Our minds often provide photo albums. My mind is doing that today.
Last year, on this day, we were seeing DaddyO—my father-in-law Stan Oliver, Sr.—in the hospital and very sick. After a surprising stroke, he spent five days there before he entered his new home. We spent those days there with him—watching and praying and talking and waiting.
My mind’s movie clips dash from hearing DaddyO struggle to communicate his final days, to hearing his voice sing “Sweet Little Jesus Boy,” to when he drove his vehicle very fast, to when he drove very slowly, to when he firmly disagreed with umpires’ strike zones, to hearing his voice answer the phone with his unique “Hello,” to hearing that laugh that made everyone else laugh. My brain turns pages rapidly, revealing a variety of moods—family together for Christmas, gatherings when our sons were so young, a swimming pool keeping us cool in the Florida heat, more meals, more ball games, more songs.

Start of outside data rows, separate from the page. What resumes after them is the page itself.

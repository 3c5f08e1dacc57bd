//! Tree topology: a root moderator, level-1 role leads, level-2 followers
//! attached round-robin. Rebalances on node failure by redistributing orphans.

use super::{composite_leader_score, preferred_roles, AgentSummary, ParallelGroup};
use crate::types::{AgentId, AgentRole, CommunicationChannel, Phase, TopologyError};
use std::collections::HashMap;

#[derive(Debug, Clone)]
pub struct TreeTopology {
    pub agents: Vec<AgentSummary>,
    pub root: AgentId,
    /// Level-1 leads, one per distinct preferred role represented.
    pub leads: Vec<AgentId>,
    /// Maps a level-2 follower to the lead it reports to.
    pub parent_of: HashMap<AgentId, AgentId>,
    pub channels: Vec<CommunicationChannel>,
}

impl TreeTopology {
    pub fn build(agents: Vec<AgentSummary>) -> Result<Self, TopologyError> {
        if agents.is_empty() {
            return Err(TopologyError::Empty);
        }
        let root = pick_root(&agents);
        let leads = pick_leads(&agents, root);
        let parent_of = attach_followers(&agents, root, &leads);
        let channels = build_channels(root, &leads, &parent_of);
        Ok(Self {
            agents,
            root,
            leads,
            parent_of,
            channels,
        })
    }

    pub fn update_agents(&mut self, agents: Vec<AgentSummary>) {
        self.agents = agents;
    }

    pub fn can_communicate(&self, from: AgentId, to: AgentId) -> bool {
        if from == to {
            return false;
        }
        if from == self.root || to == self.root {
            return self.known(from) && self.known(to);
        }
        if self.leads.contains(&from) && self.parent_of.get(&to) == Some(&from) {
            return true;
        }
        if self.leads.contains(&to) && self.parent_of.get(&from) == Some(&to) {
            return true;
        }
        false
    }

    pub fn targets(&self, from: AgentId) -> Result<Vec<AgentId>, TopologyError> {
        if !self.known(from) {
            return Err(TopologyError::RoutingFailed(from));
        }
        if from == self.root {
            return Ok(self.leads.clone());
        }
        if self.leads.contains(&from) {
            let mut t: Vec<AgentId> = self
                .parent_of
                .iter()
                .filter(|(_, parent)| **parent == from)
                .map(|(child, _)| *child)
                .collect();
            t.push(self.root);
            return Ok(t);
        }
        match self.parent_of.get(&from) {
            Some(parent) => Ok(vec![*parent]),
            None => Ok(vec![self.root]),
        }
    }

    /// Root alone, then each lead with its followers as independent groups.
    pub fn parallel_groups(&self, _phase: Phase) -> Vec<ParallelGroup> {
        let mut groups = vec![vec![self.root]];
        for &lead in &self.leads {
            let mut group = vec![lead];
            group.extend(
                self.parent_of
                    .iter()
                    .filter(|(_, parent)| **parent == lead)
                    .map(|(child, _)| *child),
            );
            groups.push(group);
        }
        groups
    }

    pub fn leader(&self, phase: Phase) -> Result<AgentId, TopologyError> {
        let preferred = preferred_roles(phase);
        let lead_summaries: Vec<&AgentSummary> = self
            .agents
            .iter()
            .filter(|a| self.leads.contains(&a.id) && preferred.contains(&a.role))
            .collect();
        if let Some(best) = super::best_by_composite_score(lead_summaries.into_iter(), phase) {
            return Ok(best.id);
        }
        Ok(self.root)
    }

    fn known(&self, id: AgentId) -> bool {
        self.agents.iter().any(|a| a.id == id)
    }

    /// Remove a failed node, redistribute its followers, rebuild channels.
    /// Only implemented topology variant that supports rebalancing.
    pub fn rebalance(&mut self, failed: AgentId) -> Result<(), TopologyError> {
        if !self.known(failed) {
            return Err(TopologyError::AgentNotFound { agent_id: failed });
        }
        self.agents.retain(|a| a.id != failed);

        if failed == self.root {
            if self.leads.is_empty() {
                // No children to promote; nothing left to rebalance onto.
                let remaining = self.agents.clone();
                let rebuilt = TreeTopology::build(remaining)?;
                *self = rebuilt;
                return Ok(());
            }

            let new_root = self.leads.remove(0);
            let orphans: Vec<AgentId> = self
                .parent_of
                .iter()
                .filter(|(_, parent)| **parent == new_root)
                .map(|(child, _)| *child)
                .collect();
            for orphan in &orphans {
                self.parent_of.remove(orphan);
            }
            for (i, orphan) in orphans.into_iter().enumerate() {
                if self.leads.is_empty() {
                    self.parent_of.insert(orphan, new_root);
                } else {
                    let new_parent = self.leads[i % self.leads.len()];
                    self.parent_of.insert(orphan, new_parent);
                }
            }
            self.parent_of.remove(&new_root);
            self.root = new_root;
            self.channels = build_channels(self.root, &self.leads, &self.parent_of);
            return Ok(());
        }

        if let Some(pos) = self.leads.iter().position(|&id| id == failed) {
            self.leads.remove(pos);
            let orphans: Vec<AgentId> = self
                .parent_of
                .iter()
                .filter(|(_, parent)| **parent == failed)
                .map(|(child, _)| *child)
                .collect();
            for (i, orphan) in orphans.into_iter().enumerate() {
                if self.leads.is_empty() {
                    self.parent_of.remove(&orphan);
                } else {
                    let new_parent = self.leads[i % self.leads.len()];
                    self.parent_of.insert(orphan, new_parent);
                }
            }
        } else {
            self.parent_of.remove(&failed);
        }

        self.channels = build_channels(self.root, &self.leads, &self.parent_of);
        Ok(())
    }
}

fn pick_root(agents: &[AgentSummary]) -> AgentId {
    let by_score = |a: &&AgentSummary, b: &&AgentSummary| {
        a.score.partial_cmp(&b.score).unwrap_or(std::cmp::Ordering::Equal)
    };
    agents
        .iter()
        .filter(|a| a.role == AgentRole::Architect)
        .max_by(by_score)
        .or_else(|| agents.iter().filter(|a| a.role == AgentRole::Designer).max_by(by_score))
        .or_else(|| agents.iter().max_by(by_score))
        .map(|a| a.id)
        .expect("build checks agents is non-empty")
}

/// Level-1 lead roles, in priority order, mapped to their subtree label.
const LEAD_ROLE_TABLE: [(AgentRole, &str); 5] = [
    (AgentRole::Security, "security"),
    (AgentRole::PerformanceAnalyzer, "performance"),
    (AgentRole::Moderator, "coordination"),
    (AgentRole::Critic, "quality"),
    (AgentRole::Reviewer, "review"),
];

/// One lead per role in [`LEAD_ROLE_TABLE`] that is actually represented,
/// deduplicated by subtree label, excluding the root. Falls back to the
/// single top-scored remaining agent (as a placeholder lead) if none of the
/// five roles is present.
fn pick_leads(agents: &[AgentSummary], root: AgentId) -> Vec<AgentId> {
    let mut leads = Vec::new();
    let mut candidates: Vec<&AgentSummary> = agents.iter().filter(|a| a.id != root).collect();
    candidates.sort_by_key(|a| a.id.0);

    for &(role, _label) in &LEAD_ROLE_TABLE {
        if let Some(best) = candidates
            .iter()
            .filter(|a| a.role == role)
            .max_by(|a, b| a.score.partial_cmp(&b.score).unwrap_or(std::cmp::Ordering::Equal))
        {
            leads.push(best.id);
        }
    }

    if leads.is_empty() {
        if let Some(best) = candidates
            .iter()
            .max_by(|a, b| a.score.partial_cmp(&b.score).unwrap_or(std::cmp::Ordering::Equal))
        {
            leads.push(best.id);
        }
    }
    leads
}

/// Remaining agents attach to leads round-robin.
fn attach_followers(
    agents: &[AgentSummary],
    root: AgentId,
    leads: &[AgentId],
) -> HashMap<AgentId, AgentId> {
    let mut parent_of = HashMap::new();
    if leads.is_empty() {
        return parent_of;
    }
    let mut followers: Vec<&AgentSummary> = agents
        .iter()
        .filter(|a| a.id != root && !leads.contains(&a.id))
        .collect();
    followers.sort_by_key(|a| a.id.0);
    for (i, follower) in followers.into_iter().enumerate() {
        parent_of.insert(follower.id, leads[i % leads.len()]);
    }
    parent_of
}

fn build_channels(
    root: AgentId,
    leads: &[AgentId],
    parent_of: &HashMap<AgentId, AgentId>,
) -> Vec<CommunicationChannel> {
    let mut channels = Vec::new();
    for &lead in leads {
        channels.push(CommunicationChannel {
            from: root,
            to: lead,
            bidirectional: true,
            weight: 1.0,
        });
    }
    for (&child, &parent) in parent_of {
        channels.push(CommunicationChannel {
            from: parent,
            to: child,
            bidirectional: true,
            weight: 0.5,
        });
    }
    channels
}

#[cfg(test)]
mod tests {
    use super::*;
    use uuid::Uuid;

    fn summary(role: AgentRole, score: f64) -> AgentSummary {
        AgentSummary {
            id: AgentId(Uuid::new_v4()),
            role,
            score,
            confidence: 0.5,
            specialization: None,
            message_count: 0,
            latency_seconds: 0.0,
        }
    }

    fn sample() -> Vec<AgentSummary> {
        vec![
            summary(AgentRole::Moderator, 9.0),
            summary(AgentRole::Proposer, 8.0),
            summary(AgentRole::Critic, 7.0),
            summary(AgentRole::Reviewer, 6.0),
            summary(AgentRole::Optimizer, 5.0),
        ]
    }

    #[test]
    fn root_has_no_parent() {
        let tree = TreeTopology::build(sample()).unwrap();
        assert!(!tree.parent_of.contains_key(&tree.root));
    }

    #[test]
    fn rebalance_on_lead_failure_reassigns_orphans() {
        let tree = TreeTopology::build(sample()).unwrap();
        let mut tree = tree;
        let failed_lead = tree.leads[0];
        let orphans: Vec<AgentId> = tree
            .parent_of
            .iter()
            .filter(|(_, parent)| **parent == failed_lead)
            .map(|(child, _)| *child)
            .collect();
        tree.rebalance(failed_lead).unwrap();
        assert!(!tree.leads.contains(&failed_lead));
        for orphan in orphans {
            if tree.leads.is_empty() {
                assert!(!tree.parent_of.contains_key(&orphan));
            } else {
                assert!(tree.parent_of.contains_key(&orphan) || orphan == failed_lead);
            }
        }
    }

    #[test]
    fn rebalance_unknown_agent_fails() {
        let mut tree = TreeTopology::build(sample()).unwrap();
        let unknown = AgentId(Uuid::new_v4());
        assert!(matches!(
            tree.rebalance(unknown),
            Err(TopologyError::AgentNotFound { .. })
        ));
    }
}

Death doesn’t guarantee giving advance warnings. The final five days with DaddyO weren’t originally on our calendars. Hearing his voice struggle to state his desire for “onion rings” when we told our plans to pick up food at the Varsity. Seeing, and feeling, his battle to breathe. Remembering a funeral, revisiting a life, reflecting on a deluge of memories shifting suddenly in my mind on this Saturday.
This day, one year later? I miss DaddyO. Occasionally I listen to messages and read texts still on my phone. They aren’t deleted. I saved them, just as I am saving the mental scenes I’m seeing in today’s cinema in my mind.
I’m also staring at scenery of the life and death of Pops—my dad. Seven weeks ago, on a Saturday like today, I woke with plans. With a schedule. With an agenda. Not included was to find that Pops had passed away during the night.
This day, seven weeks later? I miss Pops. I also listen to messages and read texts still on my phone. They aren’t deleted either. I saved them, just as I am saving the mental scenes I’m seeing in today’s cinema in my mind.
These weeks have gathered a bundle of memories, while shifting more pages of more memoirs of his 90 years. We’ve looked at pictures. We’ve told stories. We cleaned his house. We planned a service we aren’t yet able to experience. We talked, we remembered, we asked questions, we thought about Mama. We’ve spent time together—though not our preferred closeness because of this season of keeping distance.
Those two words, “keeping distance,” seem to be what DaddyO and Pops are doing. It feels like they’re keeping distance from us. But memories refuse to let that happen. The movies in our minds play on—scene by scene, song by song, smile by smile.
Today I’m staying here. With sadness, with grief, with memories, with hope—I’m staying here. In this mental theater catching as many memories as I can, I’m staying here.
Memories of those two men. Debbie’s dad. My dad. Grandfathers to our sons. Great grandfathers to our grandchildren. Together, on this day of our May, those two men are smiling. In their world where our team has already won, where all medical procedures are considered unnecessary, where calories (I assume) don’t matter, those two men are smiling.
And, as I feel sad watching my memory’s rush of mental-movie-clips, maybe I’ll smile a little too.
Thanks Chris for writing this. Such a blessing!!!! Sure miss your dad and wish I had the privilege of knowing Debbie’s dad. Great tribute to both of them!
Thank you.
Hi Chris,
I some how got disconnected from your blog. I did not know that Stan has died.
I don’t know if you knew it but Stan and my husband were best buddies when it came to talking about sports. They were always going at it when we all were going to Evangel Church. Now they have and eternity to talk about sports. Jack will show him the ropes and have a great time doing it. Tell Debbie I am sorry for her loss and for the rest of the family also., Linda Newberry
Thanks for the note. We remember those days! We miss you and hope you’re doing well.